(Collected data entries)
'''

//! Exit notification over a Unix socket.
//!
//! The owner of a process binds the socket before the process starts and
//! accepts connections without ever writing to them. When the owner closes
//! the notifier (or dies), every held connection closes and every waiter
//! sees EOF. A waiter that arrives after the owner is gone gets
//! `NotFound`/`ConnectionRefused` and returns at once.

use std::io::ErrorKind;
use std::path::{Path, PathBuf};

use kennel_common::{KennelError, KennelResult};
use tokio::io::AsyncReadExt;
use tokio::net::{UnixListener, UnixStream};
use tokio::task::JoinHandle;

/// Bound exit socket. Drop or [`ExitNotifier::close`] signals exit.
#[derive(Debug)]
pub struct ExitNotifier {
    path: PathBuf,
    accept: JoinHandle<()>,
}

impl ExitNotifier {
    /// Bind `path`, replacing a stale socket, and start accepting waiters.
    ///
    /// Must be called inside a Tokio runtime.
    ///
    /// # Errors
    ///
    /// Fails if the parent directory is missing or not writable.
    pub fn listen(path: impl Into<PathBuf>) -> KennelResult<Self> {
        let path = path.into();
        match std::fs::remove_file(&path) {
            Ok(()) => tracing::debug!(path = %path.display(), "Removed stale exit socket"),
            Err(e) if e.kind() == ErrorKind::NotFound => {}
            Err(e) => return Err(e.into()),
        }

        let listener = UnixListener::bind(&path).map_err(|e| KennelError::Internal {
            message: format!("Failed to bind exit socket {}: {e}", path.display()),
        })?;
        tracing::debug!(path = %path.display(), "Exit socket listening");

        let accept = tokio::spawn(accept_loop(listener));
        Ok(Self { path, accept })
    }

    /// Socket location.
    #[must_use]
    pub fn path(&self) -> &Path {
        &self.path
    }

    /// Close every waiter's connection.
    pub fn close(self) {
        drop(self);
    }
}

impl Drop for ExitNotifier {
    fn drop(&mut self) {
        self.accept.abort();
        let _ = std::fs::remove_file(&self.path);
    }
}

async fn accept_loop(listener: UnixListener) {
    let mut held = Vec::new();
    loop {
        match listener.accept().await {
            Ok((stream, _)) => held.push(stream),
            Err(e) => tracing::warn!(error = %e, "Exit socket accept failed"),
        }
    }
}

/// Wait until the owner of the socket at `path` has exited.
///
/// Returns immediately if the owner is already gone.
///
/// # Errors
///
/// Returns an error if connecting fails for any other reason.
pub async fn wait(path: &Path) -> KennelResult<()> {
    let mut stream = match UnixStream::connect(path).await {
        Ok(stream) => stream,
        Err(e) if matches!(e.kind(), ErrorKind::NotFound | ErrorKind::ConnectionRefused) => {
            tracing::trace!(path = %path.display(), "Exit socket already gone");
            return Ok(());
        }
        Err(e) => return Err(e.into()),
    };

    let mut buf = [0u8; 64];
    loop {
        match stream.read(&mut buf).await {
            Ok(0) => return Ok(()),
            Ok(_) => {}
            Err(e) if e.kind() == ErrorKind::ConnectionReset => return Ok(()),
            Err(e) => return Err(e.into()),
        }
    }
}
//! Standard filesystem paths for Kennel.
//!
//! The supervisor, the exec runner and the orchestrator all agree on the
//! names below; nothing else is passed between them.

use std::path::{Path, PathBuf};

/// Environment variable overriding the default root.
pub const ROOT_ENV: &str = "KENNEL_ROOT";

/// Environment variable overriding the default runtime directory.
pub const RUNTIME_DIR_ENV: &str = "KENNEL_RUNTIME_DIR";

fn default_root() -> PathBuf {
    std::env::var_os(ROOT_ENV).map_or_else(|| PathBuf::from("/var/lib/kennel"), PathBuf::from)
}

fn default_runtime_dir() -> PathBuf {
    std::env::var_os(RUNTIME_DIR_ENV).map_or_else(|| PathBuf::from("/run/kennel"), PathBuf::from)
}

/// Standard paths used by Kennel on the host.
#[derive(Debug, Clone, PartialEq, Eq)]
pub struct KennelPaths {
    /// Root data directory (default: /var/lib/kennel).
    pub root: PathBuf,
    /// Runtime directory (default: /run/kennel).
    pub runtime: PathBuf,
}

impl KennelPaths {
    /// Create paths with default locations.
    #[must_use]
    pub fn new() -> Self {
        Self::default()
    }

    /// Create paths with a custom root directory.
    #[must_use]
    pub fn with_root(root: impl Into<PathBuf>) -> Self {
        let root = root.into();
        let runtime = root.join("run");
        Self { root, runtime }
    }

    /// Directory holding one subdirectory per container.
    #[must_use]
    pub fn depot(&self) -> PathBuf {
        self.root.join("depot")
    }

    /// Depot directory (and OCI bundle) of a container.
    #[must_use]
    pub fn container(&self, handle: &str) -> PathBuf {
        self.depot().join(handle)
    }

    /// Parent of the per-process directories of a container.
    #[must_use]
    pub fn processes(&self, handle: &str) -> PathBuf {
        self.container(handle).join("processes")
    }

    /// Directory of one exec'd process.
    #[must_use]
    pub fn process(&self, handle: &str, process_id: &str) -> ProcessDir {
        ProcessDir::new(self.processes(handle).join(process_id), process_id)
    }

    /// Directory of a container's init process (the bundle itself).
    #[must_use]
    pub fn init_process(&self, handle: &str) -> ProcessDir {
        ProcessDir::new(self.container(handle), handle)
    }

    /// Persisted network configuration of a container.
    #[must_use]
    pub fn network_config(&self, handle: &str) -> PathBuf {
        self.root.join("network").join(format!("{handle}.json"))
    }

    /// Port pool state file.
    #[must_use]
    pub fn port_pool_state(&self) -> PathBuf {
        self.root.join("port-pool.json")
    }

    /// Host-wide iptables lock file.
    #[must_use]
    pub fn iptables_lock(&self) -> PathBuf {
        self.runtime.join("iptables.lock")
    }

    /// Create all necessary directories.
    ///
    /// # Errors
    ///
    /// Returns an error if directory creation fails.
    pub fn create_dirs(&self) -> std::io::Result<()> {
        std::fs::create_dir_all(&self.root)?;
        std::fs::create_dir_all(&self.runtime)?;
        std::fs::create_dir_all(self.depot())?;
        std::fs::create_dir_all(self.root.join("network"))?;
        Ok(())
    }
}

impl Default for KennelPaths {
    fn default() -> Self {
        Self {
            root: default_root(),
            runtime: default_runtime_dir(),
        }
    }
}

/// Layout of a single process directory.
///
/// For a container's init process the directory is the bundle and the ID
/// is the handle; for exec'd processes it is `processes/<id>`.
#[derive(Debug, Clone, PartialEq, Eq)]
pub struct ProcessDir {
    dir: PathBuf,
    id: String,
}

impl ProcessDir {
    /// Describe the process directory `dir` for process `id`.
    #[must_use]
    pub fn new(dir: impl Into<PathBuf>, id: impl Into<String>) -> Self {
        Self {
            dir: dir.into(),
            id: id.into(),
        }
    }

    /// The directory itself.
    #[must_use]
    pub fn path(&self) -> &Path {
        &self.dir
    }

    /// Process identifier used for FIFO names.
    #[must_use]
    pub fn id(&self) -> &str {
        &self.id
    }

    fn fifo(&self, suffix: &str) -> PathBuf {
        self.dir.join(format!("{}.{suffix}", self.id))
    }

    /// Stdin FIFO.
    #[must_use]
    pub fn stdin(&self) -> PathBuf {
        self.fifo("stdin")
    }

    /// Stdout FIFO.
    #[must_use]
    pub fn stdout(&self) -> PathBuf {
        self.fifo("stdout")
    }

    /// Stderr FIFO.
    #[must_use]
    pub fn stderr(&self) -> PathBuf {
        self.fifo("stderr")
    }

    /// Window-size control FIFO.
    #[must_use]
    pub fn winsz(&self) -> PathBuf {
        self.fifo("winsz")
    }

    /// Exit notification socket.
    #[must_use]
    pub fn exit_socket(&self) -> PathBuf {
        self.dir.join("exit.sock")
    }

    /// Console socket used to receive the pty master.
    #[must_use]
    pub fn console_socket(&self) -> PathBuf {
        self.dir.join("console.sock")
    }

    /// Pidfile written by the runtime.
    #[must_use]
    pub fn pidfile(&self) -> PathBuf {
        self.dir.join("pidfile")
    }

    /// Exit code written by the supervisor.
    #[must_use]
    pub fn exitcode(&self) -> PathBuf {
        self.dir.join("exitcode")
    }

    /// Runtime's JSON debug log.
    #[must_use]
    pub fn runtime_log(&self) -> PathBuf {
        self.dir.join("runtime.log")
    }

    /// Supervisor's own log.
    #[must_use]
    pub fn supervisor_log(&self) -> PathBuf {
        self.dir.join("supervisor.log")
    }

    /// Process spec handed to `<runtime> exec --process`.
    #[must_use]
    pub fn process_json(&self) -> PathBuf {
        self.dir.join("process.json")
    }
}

'''

- _Exercise prompt_: Your answer should consist of every line from the entries that holds "directories".

- _Solution_:
    /// Parent of the per-process directories of a container.
    /// Create all necessary directories.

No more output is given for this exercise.